Milky Way could have 100 more satellite galaxies

Pamela Bilalova
BBC News, North East and Cumbria
NASA/JPL-Caltech An artist’s concept of the Milky Way galaxy. A bright yellow halo is surrounded by a sparkling white spiral. NASA/JPL-Caltech
Durham researchers say there could be many more satellite galaxies surrounding the Milky Way

The Milky Way could have more satellite galaxies than previously thought, according to new research.

Cosmologists at Durham University predict the existence of between 80 and 100 satellite galaxies surrounding our home galaxy on top of the 60 already known.

Scientists used a technique combining high resolution supercomputer simulations and mathematical modelling to reach their findings.

Lead researcher Dr Isabel Santos-Santos said the findings could help improve understanding of dark matter.

She said that if the galaxies were seen by a telescope it would help support the Lambda Cold Dark Matter (LCDM) theory, which would have "a big significance for the whole community".

It is used to explain the large-scale structure of the Universe and proposes there should be many small galaxies.
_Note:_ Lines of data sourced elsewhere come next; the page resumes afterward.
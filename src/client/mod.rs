//! The pluggable surface: anything that can read and write keyed string
//! values can be driven. Implementations register a constructor under a
//! name and are selected by the `client` config field.

mod memory;

pub use memory::MemoryClient;

use crate::config::{Config, ConfigError};
use crate::monitor::Monitor;
use async_trait::async_trait;
use rand::distributions::Alphanumeric;
use rand::{Rng, SeedableRng};
use rand_xoshiro::Xoshiro512PlusPlus;
use std::collections::HashMap;
use std::sync::Arc;

/// A store under test.
///
/// `init` is called exactly once before any operation and `shutdown` at
/// most once after the last one. Operation methods run concurrently from
/// many workers, so implementations hold their own synchronization.
#[async_trait]
pub trait Client: Send + Sync {
    /// Connect and prepare. The generator supplies the payloads this run
    /// will write.
    async fn init(&self, data: Arc<DataGenerator>) -> anyhow::Result<()>;

    /// Fetch one key. `Ok(None)` is a miss, not an error.
    async fn read_single(&self, key: &str) -> anyhow::Result<Option<String>>;

    /// Store one key, returning a short result description.
    async fn write_single(&self, key: &str) -> anyhow::Result<String>;

    /// Fetch a batch of distinct keys. Override when the store has a
    /// native multi-get.
    async fn read_bulk(&self, keys: &[String]) -> anyhow::Result<Vec<Option<String>>> {
        let _ = keys;
        Err(anyhow::anyhow!("bulk reads are not supported by this client"))
    }

    /// Store a batch of distinct keys.
    async fn write_bulk(&self, keys: &[String]) -> anyhow::Result<Vec<String>> {
        let _ = keys;
        Err(anyhow::anyhow!("bulk writes are not supported by this client"))
    }

    /// Release connections. Called once at teardown.
    async fn shutdown(&self) -> anyhow::Result<()>;

    /// One-line description of the target, for logs.
    fn connection_info(&self) -> String;

    /// Hook for clients that steer their own write rate from observed
    /// run statistics. Returning `Some(rate)` replaces the write rate
    /// limit. The default never adjusts.
    fn auto_tune_write_rate_limit(
        &self,
        current_rate: f64,
        last_result: &str,
        monitor: &Monitor,
    ) -> Option<f64> {
        let _ = (current_rate, last_result, monitor);
        None
    }
}

/// Pre-generates the value pool once so the hot path only picks an index.
pub struct DataGenerator {
    values: Vec<String>,
    use_static_data: bool,
}

impl DataGenerator {
    pub fn new(config: &Config, seed: u64) -> Self {
        let data = config.data();
        let mut rng = Xoshiro512PlusPlus::seed_from_u64(seed);

        let values = (0..data.num_values())
            .map(|_| {
                let size = if data.use_variable_data_size() {
                    rng.gen_range(data.data_size_lower_bound()..=data.data_size_upper_bound())
                } else {
                    data.data_size()
                };
                random_string(&mut rng, size)
            })
            .collect();

        Self {
            values,
            use_static_data: data.use_static_data(),
        }
    }

    /// A payload for one write, drawn from the pre-generated pool. With
    /// static data every write carries the same payload, isolating the
    /// backend from payload entropy.
    pub fn value<R: Rng + ?Sized>(&self, rng: &mut R) -> String {
        if self.use_static_data {
            self.values[0].clone()
        } else {
            self.values[rng.gen_range(0..self.values.len())].clone()
        }
    }

    pub fn num_values(&self) -> usize {
        self.values.len()
    }
}

fn random_string<R: Rng + ?Sized>(rng: &mut R, len: usize) -> String {
    rng.sample_iter(&Alphanumeric)
        .take(len)
        .map(char::from)
        .collect()
}

type Constructor = Box<dyn Fn(&Config) -> anyhow::Result<Arc<dyn Client>> + Send + Sync>;

/// Maps client names to constructors. The binary registers the built-in
/// clients; embedders add their own before constructing the driver.
#[derive(Default)]
pub struct ClientRegistry {
    constructors: HashMap<String, Constructor>,
}

impl ClientRegistry {
    pub fn new() -> Self {
        Default::default()
    }

    /// Registry pre-populated with the built-in clients.
    pub fn with_defaults() -> Self {
        let mut registry = Self::new();
        registry.register("memory", |_| Ok(Arc::new(MemoryClient::new())));
        registry
    }

    pub fn register<F>(&mut self, name: &str, constructor: F)
    where
        F: Fn(&Config) -> anyhow::Result<Arc<dyn Client>> + Send + Sync + 'static,
    {
        self.constructors
            .insert(name.to_string(), Box::new(constructor));
    }

    pub fn names(&self) -> Vec<String> {
        let mut names: Vec<_> = self.constructors.keys().cloned().collect();
        names.sort();
        names
    }

    /// Construct the client the config names.
    pub fn build(&self, config: &Config) -> anyhow::Result<Arc<dyn Client>> {
        let name = config.general().client();
        match self.constructors.get(name) {
            Some(constructor) => constructor(config),
            None => Err(ConfigError::parameter(format!(
                "unknown client: {name} (registered: {})",
                self.names().join(", ")
            ))
            .into()),
        }
    }
}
LCDM also suggests 25% of the Universe is cold dark matter.

"In other models where the particle mass is different, we do not expect that many satellites," Dr Santos-Santos said.

"So, even if we find them, or if we don't, the implications are very strong for the whole community of cosmologists and astrophysicists in knowing what is the dark matter particle."
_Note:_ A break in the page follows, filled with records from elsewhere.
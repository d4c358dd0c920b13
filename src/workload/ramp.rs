use crate::config::ConfigError;
use crate::monitor::Monitor;
use ringlog::*;
use std::sync::atomic::{AtomicBool, Ordering};
use std::sync::Mutex;
use std::time::{Duration, Instant};

/// Cap on the number of ramp steps, so a misconfigured interval cannot
/// produce a degenerate schedule.
pub const MAX_STEPS: u128 = 10_000;

/// A monotonically non-decreasing rate schedule: starting at `init_rate`,
/// the rate increases by a constant amount every `step_interval` until it
/// caps at `final_rate` after `ramp_period`.
#[derive(Clone, Copy, Debug)]
pub struct StepwiseRamp {
    init_rate: f64,
    final_rate: f64,
    step_interval: Duration,
    increment_per_step: f64,
}

impl StepwiseRamp {
    pub fn new(
        ramp_period: Duration,
        step_interval: Duration,
        init_rate: f64,
        final_rate: f64,
    ) -> Result<Self, ConfigError> {
        // the limiter floor is 1/s, so any scheduled rate below that would
        // be rejected on every step
        if init_rate < 1.0 {
            return Err(ConfigError::parameter(format!(
                "init_rate must be >= 1, provided: {init_rate}"
            )));
        }
        if final_rate <= 0.0 {
            return Err(ConfigError::parameter("final_rate must be > 0"));
        }
        if final_rate <= init_rate {
            return Err(ConfigError::parameter("final_rate must be > init_rate"));
        }
        if ramp_period.is_zero() {
            return Err(ConfigError::parameter("ramp_period must be > 0"));
        }
        if step_interval.is_zero() {
            return Err(ConfigError::parameter("step_interval must be > 0"));
        }
        if ramp_period.as_millis() % step_interval.as_millis() != 0 {
            return Err(ConfigError::parameter(
                "ramp_period must be evenly divisible by step_interval",
            ));
        }
        let num_steps = ramp_period.as_millis() / step_interval.as_millis();
        if num_steps > MAX_STEPS {
            return Err(ConfigError::parameter(format!(
                "ramp_period / step_interval must not exceed {MAX_STEPS}"
            )));
        }

        Ok(Self {
            init_rate,
            final_rate,
            step_interval,
            increment_per_step: (final_rate - init_rate) / num_steps as f64,
        })
    }

    /// The scheduled rate for a given elapsed time since the ramp's
    /// reference instant. Never exceeds `final_rate`.
    pub fn rate_at(&self, elapsed: Duration) -> f64 {
        let steps = (elapsed.as_millis() / self.step_interval.as_millis()) as f64;
        (self.init_rate + steps * self.increment_per_step).min(self.final_rate)
    }

    pub fn init_rate(&self) -> f64 {
        self.init_rate
    }

    pub fn final_rate(&self) -> f64 {
        self.final_rate
    }
}

/// Recommends write rates along a stepwise ramp, freezing permanently once
/// the observed write failure ratio crosses a threshold.
///
/// The halt is sticky: after the threshold has been crossed once, every
/// subsequent recommendation returns the caller-supplied current rate, even
/// if the failure ratio later drops back below the threshold.
pub struct AutoTuner {
    ramp: StepwiseRamp,
    failure_ratio_threshold: f64,
    anchor: Mutex<Option<Instant>>,
    halted: AtomicBool,
}

impl AutoTuner {
    pub fn new(ramp: StepwiseRamp, failure_ratio_threshold: f64) -> Result<Self, ConfigError> {
        if failure_ratio_threshold <= 0.0 || failure_ratio_threshold >= 1.0 {
            return Err(ConfigError::parameter(format!(
                "failure_ratio_threshold must be in (0, 1), provided: {failure_ratio_threshold}"
            )));
        }
        Ok(Self {
            ramp,
            failure_ratio_threshold,
            anchor: Mutex::new(None),
            halted: AtomicBool::new(false),
        })
    }

    pub fn halted(&self) -> bool {
        self.halted.load(Ordering::Relaxed)
    }

    /// Recommend a new write rate given the currently installed rate and
    /// the stats observed so far. The first call anchors the ramp.
    pub fn recommend(&self, current_rate: f64, monitor: &Monitor) -> f64 {
        let now = Instant::now();
        let anchor = {
            let mut anchor = self.anchor.lock().unwrap();
            *anchor.get_or_insert(now)
        };

        if self.halted() {
            return current_rate;
        }

        // only evaluated once writes have succeeded, to avoid dividing by
        // zero on a fresh run
        let successes = monitor.write_success();
        if successes > 0 {
            let ratio = monitor.write_failure() as f64 / successes as f64;
            if ratio >= self.failure_ratio_threshold {
                self.halted.store(true, Ordering::Relaxed);
                info!(
                    "write failure ratio {:.4} crossed threshold {:.4}, freezing rate at {}",
                    ratio, self.failure_ratio_threshold, current_rate
                );
                return current_rate;
            }
        }

        self.ramp.rate_at(now.duration_since(anchor))
    }
}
Supplied Isabel Santos-Santos has straight brown hair and hazel eyes. She is wearing round glasses and an orange jumper. Supplied
Dr Santos-Santos said further tests in the next five years will show if the predicted galaxies exist

According to the LCDM model, galaxies form in the centre of gigantic clumps of dark matter called halos.
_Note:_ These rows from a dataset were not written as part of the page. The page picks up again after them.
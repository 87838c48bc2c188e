use std::path::{MAIN_SEPARATOR, Path};

use crate::core::constants::files;

/// Whether a file name ends in one of the eligible suffixes.
///
/// Matching is case-sensitive: `photo.JPG` is not eligible.
pub fn is_eligible(file_name: &str) -> bool {
    files::ELIGIBLE_EXTENSIONS
        .iter()
        .any(|ext| file_name.ends_with(ext))
}

/// Whether a file name or path must be uploaded as base64.
pub fn is_binary(file_name: &str) -> bool {
    files::BINARY_EXTENSIONS
        .iter()
        .any(|ext| file_name.ends_with(ext))
}

/// Remove every occurrence of `root` from `path`.
///
/// This is a literal substring removal, not path relativization: if the root
/// string also appears inside a nested component it is removed there too.
pub fn strip_root(path: &str, root: &str) -> String {
    if root.is_empty() {
        return path.to_string();
    }
    path.replace(root, "")
}

/// Root string used for stripping, with trailing separators dropped so
/// that `site/` and `site` strip the same prefix.
pub fn normalize_root(root: &Path) -> String {
    let root = root.to_string_lossy();
    let trimmed = root.trim_end_matches(['/', MAIN_SEPARATOR]);
    if trimmed.is_empty() {
        // The filesystem root itself; every child path keeps its leading separator
        String::new()
    } else {
        trimmed.to_string()
    }
}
The new research shows that the Milky Way's missing satellites are extremely faint galaxies stripped almost entirely of their parent dark matter halos by the gravity of the Milky Way's halo.

These so-called "orphan" galaxies are lost in most simulations, but should have survived in the real Universe.

It is hoped new advances in telescopes and instruments like the Rubin Observatory LSST camera will give astronomers the ability to detect these very faint objects.

"We expect that in the next five years we will be able to confirm, to test if these satellite galaxies that we are predicting are really there or not," Dr Santos-Santos said.

The Aquarius simulation, the Virgo Consortium/Dr Mark Lovell A Lambda-cold dark matter (LCDM) cosmological simulation shows the dark matter distribution of a Milky Way mass halo. The Milky Way halo is in the centre. It is white and bright, surrounded by myriad yellow subhalos. Some of those host a satellite galaxy within them.The Aquarius simulation, the Virgo Consortium/Dr Mark Lovell
The satellite galaxies could be in the halos around the Milky Way

Dr Santos-Santos said previous work had used simulations with lower resolution and could only predict a certain number of galaxies with a certain mass.

The Durham researchers used the Aquarius simulation and the GALFORM model, a code developed at Durham over the past two decades.

The findings are being presented on Friday at the Royal Astronomical Society's National Astronomy Meeting, being held at Durham University.